BigQuery table: raw.paypal_transactions

Queries campaign performance metrics through the Google Ads API using GAQL (Google Ads Query Language). Authenticates with a service account. Cost is stored in microcents (divide by 1,000,000 for USD).

Field Type Notes
date date
customer_id string
clicks int
impressions int
cost_micros int Microcents; divide by 1,000,000 for USD
conversions float

BigQuery table: raw.google_ads

Google Analytics

Fetches session and pageview data from the GA4 Data API (v1beta). Authenticates with a service account.

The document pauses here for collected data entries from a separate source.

use std::process::{Output, Stdio};
use std::time::Duration;
use async_trait::async_trait;
use tokio::process::Command;
use tracing::{info, warn, debug};

use crate::config::{ArbiterConfig, CameraConfig};
use crate::errors::{Result, StreamError};

/// Hands the camera back and forth with the always-on capture service.
///
/// Both calls are best-effort: an error is reported to the caller, who logs
/// it and carries on. Whether a reacquire is appropriate at all (the stream
/// may still own the camera) is decided by the stream manager, not here.
#[async_trait]
pub trait ResourceArbiter: Send + Sync {
    /// Stop the always-on service and wait for the camera to become free.
    async fn release(&self) -> Result<()>;

    /// Give the camera back to the always-on service.
    async fn reacquire(&self) -> Result<()>;
}

/// Drives the always-on service through `systemctl --user`.
pub struct SystemdArbiter {
    config: ArbiterConfig,
    list_command: String,
    sensor: String,
    systemctl: String,
}

impl SystemdArbiter {
    pub fn new(config: ArbiterConfig, camera: &CameraConfig) -> Self {
        Self {
            config,
            list_command: camera.still_command.clone(),
            sensor: camera.sensor.to_lowercase(),
            systemctl: "systemctl".to_string(),
        }
    }

    #[cfg(test)]
    fn with_systemctl(mut self, program: &str) -> Self {
        self.systemctl = program.to_string();
        self
    }

    #[cfg(test)]
    pub fn lock_file(&self) -> &std::path::Path {
        &self.config.lock_file
    }

    async fn systemctl(&self, action: &str, unit: &str) -> Result<()> {
        let output = run_command(
            &self.systemctl,
            &["--user", action, unit],
            self.config.command_timeout,
        ).await?;

        if output.status.success() {
            debug!("systemctl --user {} {} ok", action, unit);
            Ok(())
        } else {
            Err(StreamError::arbiter(format!(
                "systemctl --user {} {} failed: {}",
                action, unit, String::from_utf8_lossy(&output.stderr).trim()
            )))
        }
    }

    // Camera is free once the capture binary lists the sensor again
    async fn camera_listed(&self) -> bool {
        match run_command(&self.list_command, &["--list-cameras"], self.config.list_timeout).await {
            Ok(output) => String::from_utf8_lossy(&output.stdout)
                .to_lowercase()
                .contains(&self.sensor),
            Err(e) => {
                debug!("Camera listing failed: {}", e);
                false
            }
        }
    }
}

#[async_trait]
impl ResourceArbiter for SystemdArbiter {
    async fn release(&self) -> Result<()> {
        info!("Stopping {} and {} to free the camera", self.config.timer, self.config.service);
        for unit in [&self.config.timer, &self.config.service] {
            if let Err(e) = self.systemctl("stop", unit).await {
                warn!("{}", e);
            }
        }

        let mut listed = false;
        for attempt in 1..=self.config.release_attempts {
            tokio::time::sleep(self.config.release_poll_interval).await;
            if self.camera_listed().await {
                debug!("Camera '{}' available after {} listing(s)", self.sensor, attempt);
                listed = true;
                break;
            }
        }

        if let Err(e) = tokio::fs::write(&self.config.lock_file, std::process::id().to_string()).await {
            warn!("Could not write lock file {}: {}", self.config.lock_file.display(), e);
        }

        if listed || self.config.release_attempts == 0 {
            Ok(())
        } else {
            Err(StreamError::arbiter(format!(
                "camera '{}' not listed after {} attempts",
                self.sensor, self.config.release_attempts
            )))
        }
    }

    async fn reacquire(&self) -> Result<()> {
        match tokio::fs::remove_file(&self.config.lock_file).await {
            Ok(()) => {}
            Err(e) if e.kind() == std::io::ErrorKind::NotFound => {}
            Err(e) => warn!("Could not remove lock file {}: {}", self.config.lock_file.display(), e),
        }

        info!("Restarting {} and {}", self.config.timer, self.config.service);
        let mut failures = Vec::new();
        for unit in [&self.config.timer, &self.config.service] {
            if let Err(e) = self.systemctl("start", unit).await {
                failures.push(e.to_string());
            }
        }

        if failures.is_empty() {
            Ok(())
        } else {
            Err(StreamError::arbiter(failures.join("; ")))
        }
    }
}

/// Used when no always-on service shares the camera.
pub struct NoopArbiter;

#[async_trait]
impl ResourceArbiter for NoopArbiter {
    async fn release(&self) -> Result<()> {
        debug!("No camera service configured, nothing to release");
        Ok(())
    }

    async fn reacquire(&self) -> Result<()> {
        debug!("No camera service configured, nothing to reacquire");
        Ok(())
    }
}

async fn run_command(program: &str, args: &[&str], limit: Duration) -> Result<Output> {
    let child = Command::new(program)
        .args(args)
        .stdin(Stdio::null())
        .stdout(Stdio::piped())
        .stderr(Stdio::piped())
        .kill_on_drop(true)
        .spawn()
        .map_err(|e| StreamError::arbiter(format!("Failed to run {}: {}", program, e)))?;

    match tokio::time::timeout(limit, child.wait_with_output()).await {
        Ok(output) => Ok(output?),
        Err(_) => Err(StreamError::arbiter(format!("{} timed out after {:?}", program, limit))),
    }
}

The report configuration specifies which dimensions and metrics to pull.

Field Type Notes
date date Parsed from YYYYMMDD format
dimensions dict Source, medium, country
metrics dict Sessions, pageviews, bounce rate, conversions

BigQuery table: raw.google_analytics

Google Sheets

Reads entire sheets through the Google Sheets API v4 with read-only scope. No pagination — each sheet is fetched in a single call. The first row is treated as headers. Three sheets are ingested as separate assets: students, programs, and inventory.

Field Type Notes
data dict Header-to-value mapping; all values are strings

BigQuery tables: raw.google_sheets_students, raw.google_sheets_programs, raw.google_sheets_inventory

Facebook Ads

Pulls campaign-level insights from the Facebook Marketing API using the Business SDK. Authenticates with a System User access token. Actions (link clicks, leads, conversions) are extracted from a nested array in the API response.

Field Type Notes
date date
campaign_id string
campaign_name string
impressions int
clicks int
reach int
spend_usd float
frequency float
link_clicks int Extracted from actions array
leads int Extracted from actions array
conversions int Extracted from actions array

BigQuery table: raw.facebook_ads